++++ EXERCISE INPUTS

//! Permission file hot-reload.
//!
//! [`ConfigWatcher`] turns filesystem notifications for the permission file
//! into [`ReloadEvent`]s; [`spawn_permission_reload_task`] debounces them and
//! reloads the shared [`PermissionStore`]. Explicit reloads through
//! [`PermissionStore::reload`] keep working without any of this.

use std::path::{Path, PathBuf};
use std::sync::Arc;
use std::time::Duration;

use notify::{Event, EventKind, RecommendedWatcher, RecursiveMode, Watcher};
use tokio::sync::broadcast;
use tokio::task::JoinHandle;

use crate::error::ConfigError;
use crate::permissions::PermissionStore;

/// Window in which rapid events collapse into one reload.
pub const DEBOUNCE_DURATION: Duration = Duration::from_millis(500);

/// Events that request a permission reload.
#[derive(Debug, Clone, PartialEq, Eq)]
pub enum ReloadEvent {
    /// The watched permission file was written, created or replaced.
    FileChanged {
        /// The watched path, not the temporary file an editor may rename.
        path: PathBuf,
    },
    /// Reload requested by an operator.
    Manual,
}

/// Watches permission files and broadcasts [`ReloadEvent`]s.
pub struct ConfigWatcher {
    /// Files registered through [`ConfigWatcher::watch`].
    watched_paths: Vec<PathBuf>,
    /// Fan-out to every subscribed reload task.
    tx: broadcast::Sender<ReloadEvent>,
    /// Kept alive for as long as the watcher; dropping one stops its events.
    watchers: Vec<RecommendedWatcher>,
}

impl ConfigWatcher {
    /// Create a watcher with no paths and a 16-event broadcast buffer.
    pub fn new() -> Self {
        let (tx, _) = broadcast::channel(16);
        Self {
            watched_paths: Vec::new(),
            tx,
            watchers: Vec::new(),
        }
    }

    /// Start watching `path`.
    ///
    /// The parent directory is watched so that editors which replace the file
    /// instead of writing in place are still noticed.
    pub fn watch(&mut self, path: impl Into<PathBuf>) -> Result<(), ConfigError> {
        let path = path.into();
        let dir = match path.parent() {
            Some(p) if !p.as_os_str().is_empty() => p.to_path_buf(),
            _ => PathBuf::from("."),
        };
        let file_name = path.file_name().map(|n| n.to_os_string());
        let tx = self.tx.clone();
        let target = path.clone();

        let watch_err = |e: notify::Error| ConfigError::Watch {
            path: path.clone(),
            reason: e.to_string(),
        };

        let mut watcher = notify::recommended_watcher(move |res: Result<Event, notify::Error>| {
            let event = match res {
                Ok(event) => event,
                Err(e) => {
                    tracing::warn!(error = %e, "Permission file watcher error");
                    return;
                }
            };
            if !matches!(event.kind, EventKind::Modify(_) | EventKind::Create(_)) {
                return;
            }
            let touched = event
                .paths
                .iter()
                .any(|p| p.file_name().map(|n| n.to_os_string()) == file_name);
            if touched {
                let _ = tx.send(ReloadEvent::FileChanged {
                    path: target.clone(),
                });
            }
        })
        .map_err(watch_err)?;

        watcher
            .watch(&dir, RecursiveMode::NonRecursive)
            .map_err(watch_err)?;
        tracing::info!(path = %path.display(), "Watching permission file for changes");
        self.watched_paths.push(path);
        self.watchers.push(watcher);
        Ok(())
    }

    /// Receive every event sent after this call.
    pub fn subscribe(&self) -> broadcast::Receiver<ReloadEvent> {
        self.tx.subscribe()
    }

    /// Request a reload without a filesystem event.
    pub fn trigger_reload(&self, event: ReloadEvent) {
        let _ = self.tx.send(event);
    }

    /// Paths being watched, in registration order.
    pub fn watched_paths(&self) -> &[PathBuf] {
        &self.watched_paths
    }
}

impl Default for ConfigWatcher {
    fn default() -> Self {
        Self::new()
    }
}

/// Spawn a task that reloads `store` on every debounced batch of events.
///
/// The task ends when every sender of the channel is dropped.
pub fn spawn_permission_reload_task(
    rx: broadcast::Receiver<ReloadEvent>,
    store: Arc<PermissionStore>,
) -> JoinHandle<()> {
    tokio::spawn(reload_loop(rx, store))
}

async fn reload_loop(mut rx: broadcast::Receiver<ReloadEvent>, store: Arc<PermissionStore>) {
    tracing::info!("Permission hot-reload task started");

    loop {
        let first_event = match rx.recv().await {
            Ok(event) => event,
            Err(broadcast::error::RecvError::Closed) => {
                tracing::info!("Permission reload channel closed, stopping hot-reload task");
                return;
            }
            Err(broadcast::error::RecvError::Lagged(n)) => {
                tracing::warn!(lagged = n, "Permission reload receiver lagged, reloading");
                ReloadEvent::Manual
            }
        };
        tracing::debug!(event = ?first_event, "Permission reload event received");

        tokio::time::sleep(DEBOUNCE_DURATION).await;
        let mut coalesced: u64 = 0;
        loop {
            match rx.try_recv() {
                Ok(_) => coalesced += 1,
                Err(broadcast::error::TryRecvError::Empty) => break,
                Err(broadcast::error::TryRecvError::Closed) => {
                    tracing::info!(
                        "Permission reload channel closed during debounce, stopping hot-reload task"
                    );
                    return;
                }
                Err(broadcast::error::TryRecvError::Lagged(n)) => {
                    coalesced += n;
                    break;
                }
            }
        }
        if coalesced > 0 {
            tracing::debug!(coalesced, "Coalesced reload events during debounce window");
        }

        let reload_store = Arc::clone(&store);
        match tokio::task::spawn_blocking(move || reload_store.reload()).await {
            Ok(Ok(())) => {}
            // Already logged by the store; it now serves default-deny rules.
            Ok(Err(_)) => {}
            Err(e) => tracing::error!(error = %e, "Permission reload task panicked"),
        }
    }
}

/// Watch the store's backing file and keep it reloaded.
///
/// Returns the watcher (which must be kept alive) and the reload task.
pub fn watch_store(
    store: Arc<PermissionStore>,
) -> Result<(ConfigWatcher, JoinHandle<()>), ConfigError> {
    let path: &Path = store.path().ok_or_else(|| ConfigError::InvalidValue {
        key: "permissions_path".to_string(),
        message: "permission store has no backing file".to_string(),
    })?;
    let mut watcher = ConfigWatcher::new();
    watcher.watch(path)?;
    let handle = spawn_permission_reload_task(watcher.subscribe(), Arc::clone(&store));
    Ok((watcher, handle))
}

++++++++

◆ REQUIRED ACTION
Say, as a bare number, how many lines of the data hold the string "await".

◆ ANSWER TO THIS PROBLEM
3